◆ **AIM OF THE EXERCISE**: For each line below that contains the word "debugging", return that line.

Stored data
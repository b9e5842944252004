//! Query classification: what kind of recall is being asked for, and what
//! kind of task the user is doing.

use regex::Regex;
use std::sync::OnceLock;

/// What the raw query string resolves to.
#[derive(Debug, Clone, PartialEq, Eq)]
pub enum QueryKind {
    /// Empty/whitespace: most recent session in scope.
    Recent,
    /// Exact session fetch (`session_<n>`).
    SessionId(String),
    /// Exact learning fetch (`#42`, `42`, `learning_42`).
    LearningId(i64),
    /// Everything else: hybrid semantic search.
    Hybrid,
}

fn session_re() -> &'static Regex {
    static RE: OnceLock<Regex> = OnceLock::new();
    RE.get_or_init(|| Regex::new(r"^session_\d+$").expect("valid regex"))
}

fn learning_re() -> &'static Regex {
    static RE: OnceLock<Regex> = OnceLock::new();
    RE.get_or_init(|| Regex::new(r"^(?:#?(\d+)|learning_(\d+))$").expect("valid regex"))
}

pub fn classify_query(raw: &str) -> QueryKind {
    let trimmed = raw.trim();
    if trimmed.is_empty() {
        return QueryKind::Recent;
    }
    if session_re().is_match(trimmed) {
        return QueryKind::SessionId(trimmed.to_string());
    }
    if let Some(caps) = learning_re().captures(trimmed) {
        let digits = caps.get(1).or_else(|| caps.get(2)).map(|m| m.as_str());
        if let Some(Ok(id)) = digits.map(str::parse) {
            return QueryKind::LearningId(id);
        }
    }
    QueryKind::Hybrid
}

// ---------------------------------------------------------------------------
// Task types and category boosts
// ---------------------------------------------------------------------------

#[derive(Debug, Clone, Copy, PartialEq, Eq)]
pub enum TaskType {
    Debug,
    Implement,
    Refactor,
    Design,
    Explain,
    General,
}

impl TaskType {
    pub fn as_str(&self) -> &'static str {
        match self {
            TaskType::Debug => "debug",
            TaskType::Implement => "implement",
            TaskType::Refactor => "refactor",
            TaskType::Design => "design",
            TaskType::Explain => "explain",
            TaskType::General => "general",
        }
    }
}

const DEBUG_WORDS: &[&str] = &[
    "debug", "fix", "error", "bug", "crash", "broken", "fails", "failing", "failure",
    "exception", "traceback", "panics",
];
const IMPLEMENT_WORDS: &[&str] = &["implement", "add", "create", "build", "write", "support"];
const REFACTOR_WORDS: &[&str] = &[
    "refactor", "cleanup", "clean", "simplify", "restructure", "rename", "extract",
];
const DESIGN_WORDS: &[&str] = &[
    "design", "architecture", "architect", "plan", "approach", "schema", "model",
];
const EXPLAIN_WORDS: &[&str] = &["explain", "what", "how", "why", "understand", "describe"];

/// Rule-based task-type detection over the query's words.
///
/// First matching family wins, most specific first: a query like "fix the
/// broken build" is a debug task even though "build" alone would read as
/// implement.
pub fn detect_task_type(query: &str) -> TaskType {
    let lower = query.to_lowercase();
    let words: Vec<&str> = lower
        .split(|c: char| !c.is_alphanumeric())
        .filter(|w| !w.is_empty())
        .collect();

    let hits = |table: &[&str]| words.iter().any(|w| table.contains(w));
    if hits(DEBUG_WORDS) {
        TaskType::Debug
    } else if hits(REFACTOR_WORDS) {
        TaskType::Refactor
    } else if hits(DESIGN_WORDS) {
        TaskType::Design
    } else if hits(IMPLEMENT_WORDS) {
        TaskType::Implement
    } else if hits(EXPLAIN_WORDS) {
        TaskType::Explain
    } else {
        TaskType::General
    }
}

/// Per-task-type category boost. Values are within [1.0, 2.0]; categories
/// not listed boost at 1.0.
pub fn category_boost(task_type: TaskType, category: &str) -> f64 {
    let table: &[(&str, f64)] = match task_type {
        TaskType::Debug => &[
            ("debugging", 1.8),
            ("errors", 1.6),
            ("testing", 1.3),
            ("backend", 1.2),
        ],
        TaskType::Implement => &[
            ("patterns", 1.5),
            ("architecture", 1.3),
            ("backend", 1.2),
            ("frontend", 1.2),
        ],
        TaskType::Refactor => &[
            ("patterns", 1.6),
            ("architecture", 1.4),
            ("conventions", 1.3),
        ],
        TaskType::Design => &[
            ("architecture", 1.8),
            ("design", 1.6),
            ("patterns", 1.5),
        ],
        TaskType::Explain => &[("concepts", 1.5), ("architecture", 1.2)],
        TaskType::General => &[],
    };
    table
        .iter()
        .find(|(c, _)| *c == category)
        .map(|(_, b)| *b)
        .unwrap_or(1.0)
}

#[cfg(test)]
mod tests {
    use super::*;

    #[test]
    fn classification_table() {
        assert_eq!(classify_query(""), QueryKind::Recent);
        assert_eq!(classify_query("   "), QueryKind::Recent);
        assert_eq!(
            classify_query("session_42"),
            QueryKind::SessionId("session_42".into())
        );
        assert_eq!(classify_query("#17"), QueryKind::LearningId(17));
        assert_eq!(classify_query("17"), QueryKind::LearningId(17));
        assert_eq!(classify_query("learning_17"), QueryKind::LearningId(17));
        assert_eq!(classify_query("typography guidelines"), QueryKind::Hybrid);
        // Not an exact-id shape: falls through to hybrid.
        assert_eq!(classify_query("session_42 extras"), QueryKind::Hybrid);
    }

    #[test]
    fn task_type_detection() {
        assert_eq!(detect_task_type("fix the broken build"), TaskType::Debug);
        assert_eq!(detect_task_type("implement retry logic"), TaskType::Implement);
        assert_eq!(detect_task_type("refactor the store layer"), TaskType::Refactor);
        assert_eq!(detect_task_type("design the schema"), TaskType::Design);
        assert_eq!(detect_task_type("how does claiming work"), TaskType::Explain);
        assert_eq!(detect_task_type("typography"), TaskType::General);
    }

    #[test]
    fn boosts_stay_in_range() {
        for task in [
            TaskType::Debug,
            TaskType::Implement,
            TaskType::Refactor,
            TaskType::Design,
            TaskType::Explain,
            TaskType::General,
        ] {
            for category in ["debugging", "patterns", "architecture", "unknown"] {
                let b = category_boost(task, category);
                assert!((1.0..=2.0).contains(&b), "{task:?}/{category}: {b}");
            }
        }
        assert_eq!(category_boost(TaskType::General, "debugging"), 1.0);
        assert_eq!(category_boost(TaskType::Debug, "debugging"), 1.8);
    }
}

◆ **ANSWER BOX**:
            ("debugging", 1.8),
            for category in ["debugging", "patterns", "architecture", "unknown"] {
        assert_eq!(category_boost(TaskType::General, "debugging"), 1.0);
        assert_eq!(category_boost(TaskType::Debug, "debugging"), 1.8);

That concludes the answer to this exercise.